It has been exactly two weeks since the last election here in Los Angeles, and guess what? There's another one in two more weeks! This one happens to be a special election, and oh what a very special election it will be, with no fewer than 23 candidates all running to replace Xavier Becerra as a United States congressman representing the 34th District, which encompasses downtown L.A., Hancock Park and Highland Park (in other words: a lot of elected officials, power brokers and hipsters).

Why, you may ask, is this special election taking place on April 4, a month after the un-special municipal primary and six weeks before the even less special municipal general election? Because election officials are heartless and cruel. Also, because Becerra refused to resign his post until he was confirmed by the Democratic California Legislature as attorney general.

Of the 23 candidates, one is a Republican, one is a Green Party member, one is a Libertarian and 19 are Democrats. The race is shaping up, in part, as a contest for who can best stand up to Donald Trump. A television ad by Sara Hernandez begins with a shot of Donald Trump and asks, “How do you stand up to a bully?” Alejandra Campoverdi's TV ad ends with the candidate announcing, “If Donald Trump wants to have a conversation about women's bodies, let's start with mine.”

“Since Trump was elected, I think a lot of Democrats and progressives feel that they have to do something,” says political consultant Mac Zilber, who is neutral in the race (his client John Pérez had been the frontrunner until he dropped out). “More and more people who are not traditional politicians are stepping into the fray. Going to Washington seems like this moral imperative.”

The race is also being framed, by some, as a struggle between traditional Democrats and new-school progressives – the Hillary-ites vs. the Berniecrats, if you will.
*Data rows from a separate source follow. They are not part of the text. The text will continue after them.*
//! Test utilities for kiosk-updater
//!
//! Hand-written fakes for the coordinator's collaborators plus fixtures for
//! install directories, catalog mirrors, and patch archives. Available to
//! unit tests and, through the `test-utils` feature, to integration tests.
//!
//! # Example
//!
//! ```rust,no_run
//! use kiosk_updater::test_utils::{FakeCatalog, InstallFixture, RecordingNotifier, RecordingSignal};
//! use kiosk_updater::updater::UpdateCoordinator;
//! use std::sync::Arc;
//!
//! # async fn example() {
//! let install = InstallFixture::with_version("1.0");
//! let catalog = Arc::new(FakeCatalog::published("2.0", &[("version.nrocinunerrad", "2.0")]));
//! let notifier = Arc::new(RecordingNotifier::default());
//! let signal = Arc::new(RecordingSignal::default());
//!
//! let coordinator = UpdateCoordinator::new(catalog, signal, notifier, install.path())
//!     .with_grace_delay(std::time::Duration::ZERO);
//! coordinator.check_for_update(true).await;
//! # }
//! ```

pub mod fakes;
pub mod fixtures;

pub use fakes::{FakeCatalog, RecordingNotifier, RecordingSignal, SentSignal};
pub use fixtures::{InstallFixture, MirrorFixture, write_zip, zip_bytes};

use std::sync::Once;
use tracing::Level;
use tracing_subscriber::EnvFilter;

/// Global flag to ensure logging is only initialized once in tests
static INIT_LOGGING: Once = Once::new();

/// Initialize logging for tests.
///
/// Uses `level` when given, otherwise `RUST_LOG`; does nothing when neither
/// is set.
///
/// ```bash
/// RUST_LOG=kiosk_updater=debug cargo test
/// ```
pub fn init_test_logging(level: Option<Level>) {
    INIT_LOGGING.call_once(|| {
        let filter = if let Some(level) = level {
            EnvFilter::new(level.to_string())
        } else if std::env::var("RUST_LOG").is_ok() {
            EnvFilter::from_default_env()
        } else {
            return;
        };

        let _ = tracing_subscriber::fmt()
            .with_env_filter(filter)
            .with_test_writer()
            .with_target(true)
            .with_thread_ids(false)
            .try_init();
    });
}
//! Host the update agent.
//!
//! Starts the periodic scheduler and reads one command per line from stdin,
//! standing in for the host application's menu:
//!
//! | Command   | Effect |
//! |-----------|--------|
//! | `check`   | Manual check (installs straight away when a new version exists) |
//! | `confirm` | Accept the pending update prompt |
//! | `enable`  | Allow automatic checks |
//! | `disable` | Stop automatic checks |
//! | `status`  | Print the coordinator state |
//! | `quit`    | Exit once no install is in progress |
//!
//! Ctrl-C behaves like `quit`. Before exiting, the timer is stopped and
//! every check or install already under way is allowed to finish, so a
//! download never leaves a partial archive behind and a companion that was
//! told to exit always gets its update. End of input also quits, except
//! with `--headless`, where the agent keeps running until interrupted.

use super::CliConfig;
use super::common::CommandContext;
use super::status::{print_settings, print_snapshot};
use crate::updater::{UpdateCoordinator, scheduler};
use anyhow::{Context, Result};
use clap::Args;
use colored::Colorize;
use std::str::FromStr;
use std::sync::Arc;
use tokio::io::{AsyncBufReadExt, BufReader};
use tokio::task::JoinSet;
use tracing::{info, warn};

#[derive(Args)]
pub struct RunCommand {
    /// Send notifications to the log instead of the console
    #[arg(long)]
    headless: bool,

    /// Enable automatic checks regardless of the configuration
    #[arg(long)]
    enable: bool,
}

/// A line of input from the host.
#[derive(Debug, Clone, Copy, PartialEq, Eq)]
pub enum HostCommand {
    Check,
    Confirm,
    Enable,
    Disable,
    Status,
    Quit,
    Help,
}

impl FromStr for HostCommand {
    type Err = String;

    fn from_str(line: &str) -> Result<Self, Self::Err> {
        match line.trim().to_ascii_lowercase().as_str() {
            "check" => Ok(Self::Check),
            "confirm" | "update" => Ok(Self::Confirm),
            "enable" => Ok(Self::Enable),
            "disable" => Ok(Self::Disable),
            "status" => Ok(Self::Status),
            "quit" | "exit" => Ok(Self::Quit),
            "help" | "?" => Ok(Self::Help),
            other => Err(format!("unknown command '{other}'")),
        }
    }
}

impl RunCommand {
    pub async fn execute(self, cli: &CliConfig) -> Result<()> {
        let context = CommandContext::load(cli).await?;
        let notifier = if self.headless {
            context.log_notifier()
        } else {
            context.console_notifier()
        };
        let coordinator = Arc::new(context.coordinator(notifier)?);
        if self.enable {
            coordinator.set_enabled(true);
        }

        let update = &context.config.update;
        let scheduled = update
            .check_interval()
            .map(|period| scheduler::spawn(coordinator.clone(), period, update.check_on_startup));

        info!("Update agent running for {}", context.install_path.display());
        if !self.headless {
            print_help();
        }

        let mut tasks = JoinSet::new();
        let mut lines = BufReader::new(tokio::io::stdin()).lines();
        let mut stdin_open = true;
        loop {
            tokio::select! {
                Some(finished) = tasks.join_next(), if !tasks.is_empty() => {
                    if let Err(e) = finished {
                        warn!("Update task failed: {e}");
                    }
                }
                line = lines.next_line(), if stdin_open => {
                    let Some(line) = line.context("Failed to read from stdin")? else {
                        // Services often run with stdin closed; keep going until Ctrl-C.
                        if self.headless {
                            stdin_open = false;
                            continue;
                        }
                        break;
                    };
                    if line.trim().is_empty() {
                        continue;
                    }
                    match line.parse::<HostCommand>() {
                        Ok(HostCommand::Quit) => break,
                        Ok(command) => dispatch(command, &coordinator, &context, &mut tasks).await,
                        Err(e) => eprintln!("{} {e} (try 'help')", "?".yellow()),
                    }
                }
                _ = tokio::signal::ctrl_c() => {
                    info!("Interrupted");
                    break;
                }
            }
        }

        if coordinator.state().is_patching() {
            warn!("An update is being installed; waiting for it to finish before exiting");
        }
        if let Some(scheduled) = scheduled {
            scheduled.stop().await;
        }
        while let Some(finished) = tasks.join_next().await {
            if let Err(e) = finished {
                warn!("Update task failed: {e}");
            }
        }

        let blocker = coordinator.shutdown_blocker();
        if blocker.is_blocked() {
            warn!("An update is being installed; waiting for it to finish before exiting");
            blocker.wait_released().await;
        }
        Ok(())
    }
}

async fn dispatch(
    command: HostCommand,
    coordinator: &Arc<UpdateCoordinator>,
    context: &CommandContext,
    tasks: &mut JoinSet<()>,
) {
    match command {
        HostCommand::Check => {
            let coordinator = coordinator.clone();
            tasks.spawn(async move {
                coordinator.check_for_update(true).await;
            });
        }
        HostCommand::Confirm => {
            let coordinator = coordinator.clone();
            tasks.spawn(async move {
                if let Err(rejection) = coordinator.confirm_update().await {
                    eprintln!("{} {rejection}", "!".yellow());
                }
            });
        }
        HostCommand::Enable => coordinator.set_enabled(true),
        HostCommand::Disable => coordinator.set_enabled(false),
        HostCommand::Status => {
            print_settings(context).await;
            print_snapshot(&coordinator.status());
        }
        HostCommand::Help => print_help(),
        HostCommand::Quit => {}
    }
}

fn print_help() {
    eprintln!(
        "{} check | confirm | enable | disable | status | quit",
        "Commands:".bold()
    );
}
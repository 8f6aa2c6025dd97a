//! User-facing notifications.
//!
//! The coordinator reports everything the user sees through a [`Notifier`]:
//! one-shot messages (title plus body, optionally carrying an action the user
//! can take) and a single in-place progress slot used while the archive
//! downloads.

use crate::utils::progress::ProgressBar;
use colored::Colorize;
use std::fmt;
use std::sync::Mutex;
use tracing::{debug, info};

/// Action attached to a notification.
#[derive(Debug, Clone, Copy, PartialEq, Eq)]
pub enum NotificationAction {
    /// Accepting the notification starts the pending update
    /// (see [`UpdateCoordinator::confirm_update`](crate::updater::UpdateCoordinator::confirm_update)).
    ConfirmUpdate,
}

#[derive(Debug, Clone, PartialEq, Eq)]
pub struct Notification {
    pub title: String,
    pub body: String,
    pub action: Option<NotificationAction>,
}

impl Notification {
    pub fn new(title: impl Into<String>, body: impl Into<String>) -> Self {
        Self {
            title: title.into(),
            body: body.into(),
            action: None,
        }
    }

    #[must_use]
    pub fn with_action(mut self, action: NotificationAction) -> Self {
        self.action = Some(action);
        self
    }
}

impl fmt::Display for Notification {
    fn fmt(&self, f: &mut fmt::Formatter<'_>) -> fmt::Result {
        write!(f, "{}: {}", self.title, self.body)
    }
}

/// Text shown in the progress slot.
pub fn progress_label(loaded: u64, total: Option<u64>) -> String {
    match total {
        Some(total) => format!("{loaded} of {total} bytes downloaded"),
        None => format!("{loaded} bytes downloaded"),
    }
}

/// Presents notifications and download progress to the user.
pub trait Notifier: Send + Sync {
    fn notify(&self, notification: Notification);

    /// Replace the progress slot with the current byte counts.
    fn progress(&self, loaded: u64, total: Option<u64>);

    /// Remove the progress slot.
    fn clear_progress(&self);
}

/// Notifier printing colored messages to stderr with an indicatif bar.
pub struct ConsoleNotifier {
    show_progress: bool,
    slot: Mutex<Option<ProgressBar>>,
}

impl ConsoleNotifier {
    pub fn new() -> Self {
        Self {
            show_progress: true,
            slot: Mutex::new(None),
        }
    }

    /// Disable the progress bar (the `--no-progress` flag).
    #[must_use]
    pub fn without_progress(mut self) -> Self {
        self.show_progress = false;
        self
    }

    fn with_slot(&self, f: impl FnOnce(&mut Option<ProgressBar>)) {
        match self.slot.lock() {
            Ok(mut slot) => f(&mut slot),
            Err(poisoned) => f(&mut poisoned.into_inner()),
        }
    }
}

impl Default for ConsoleNotifier {
    fn default() -> Self {
        Self::new()
    }
}

impl Notifier for ConsoleNotifier {
    fn notify(&self, notification: Notification) {
        debug!("Notification: {notification}");
        eprintln!("{} {}", notification.title.bold(), notification.body.dimmed());
        if notification.action == Some(NotificationAction::ConfirmUpdate) {
            eprintln!("  {} enter {} to install it", "→".cyan(), "confirm".bold());
        }
    }

    fn progress(&self, loaded: u64, total: Option<u64>) {
        let show = self.show_progress;
        self.with_slot(|slot| {
            let bar = slot.get_or_insert_with(|| {
                let bar = if show {
                    ProgressBar::new_download()
                } else {
                    ProgressBar::hidden()
                };
                bar.set_prefix("Downloading");
                bar
            });
            if let Some(total) = total {
                bar.set_length(total);
            }
            bar.set_position(loaded);
            bar.set_message(progress_label(loaded, total));
        });
    }

    fn clear_progress(&self) {
        self.with_slot(|slot| {
            if let Some(bar) = slot.take() {
                bar.finish_and_clear();
            }
        });
    }
}

/// Notifier for headless installs: everything goes to the log.
#[derive(Debug, Default)]
pub struct LogNotifier;

impl Notifier for LogNotifier {
    fn notify(&self, notification: Notification) {
        match notification.action {
            Some(NotificationAction::ConfirmUpdate) => {
                info!("{notification} (awaiting confirmation)");
            }
            None => info!("{notification}"),
        }
    }

    fn progress(&self, loaded: u64, total: Option<u64>) {
        debug!("{}", progress_label(loaded, total));
    }

    fn clear_progress(&self) {}
}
Should a Berniecrat win, it will send shockwaves through the Democratic Party establishment.

“It’s not just about standing up to Donald Trump,” says candidate Wendy Carrillo, a journalist and activist who supported Bernie Sanders and spent two months protesting the Dakota Access Pipeline at Standing Rock. “It’s about ensuring that the Democratic Party has the courage to do the right thing. The fact is that Congress is so disconnected with the realities of people. That is why we’re in this mess to begin with. … The fact that Sen. [Dianne] Feinstein had to be lobbied to vote 'no' on Jeff Sessions is a problem. The fact that even in this progressive state we had to do that clearly shows a very real disconnect.”

Besides Carrillo (whose campaign released a video that was derisively tweeted about by none other than David Duke, a fact the campaign immediately seized upon to raise money), two other candidates are attempting to ride the wave of Bernie-mentum into Washington, D.C. One is Green Party candidate Kenneth Mejia. The other is Arturo Carmona, Sanders' deputy political director during the presidential campaign. As the L.A. Times recently pointed out, voters of the 34th District narrowly backed Sanders over Hillary Clinton in the primary. But turnout in this special election is expected to be significantly smaller, which could favor a more traditional candidate.

The establishment favorite and presumed frontrunner is State Assemblyman Jimmy Gomez, who already represents much of the area. He also has raised the most money and has the backing of the state Democratic Party, most of the unions and most elected officials, including Becerra, Mayor Eric Garcetti and basically everyone. A poll taken in February found that Gomez had a healthy 20 percent of support — well ahead of the next candidate, Hernandez. He is the establishment choice and is all but a shoo-in to make the runoff on June 6 (yes, there really is an election every month if you live in this district).

Hernandez, who's raised the second largest amount of money, is a former teacher and former staffer for L.A. City Councilman José Huizar.

The race is noteworthy for its large number of female candidates, including Carrillo, Hernandez, Campoverdi (a Harvard graduate who worked as an assistant to a deputy chief of staff for Barack Obama and was also, at one point, a Maxim model), former school board member Yolie Flores, a Jet Propulsion Laboratory rocket scientist named Tracy Van Houten, and Maria Cabildo, a former planning commissioner, a former chief of staff to L.A. County Supervisor Hilda Solis and the president of a nonprofit affordable-housing developer. Cabildo recently earned the endorsement of the L.A. Times editorial board.    

The dark horse candidate might be Robert Ahn, a soft-spoken, Koreatown-based attorney who served on both the planning commission and the redistricting commission in 2011. As political data nerd extraordinaire Paul Mitchell has pointed out on Twitter, Asian-American voters make up roughly 16 percent of registered voters in the district but have sent in 36 percent – a plurality – of the early vote-by-mail ballots cast thus far. That could signal a strong base of support for Ahn, one of the only Asian-Americans running in a race (and indeed a district) dominated by Latinos.

Though Ahn was appointed by Mayor Eric Garcetti to two different city commissions, he's still something of an outsider, and he's frustrated at the establishment's rush to first endorse John Pérez and, when Pérez dropped out, to fall in line behind Gomez.

“It’s just musical chairs,” he says. “One seat opens and another elected official steps in.”

Correction: An earlier version of this story misspelled Wendy Carrillo's last name. We regret the error.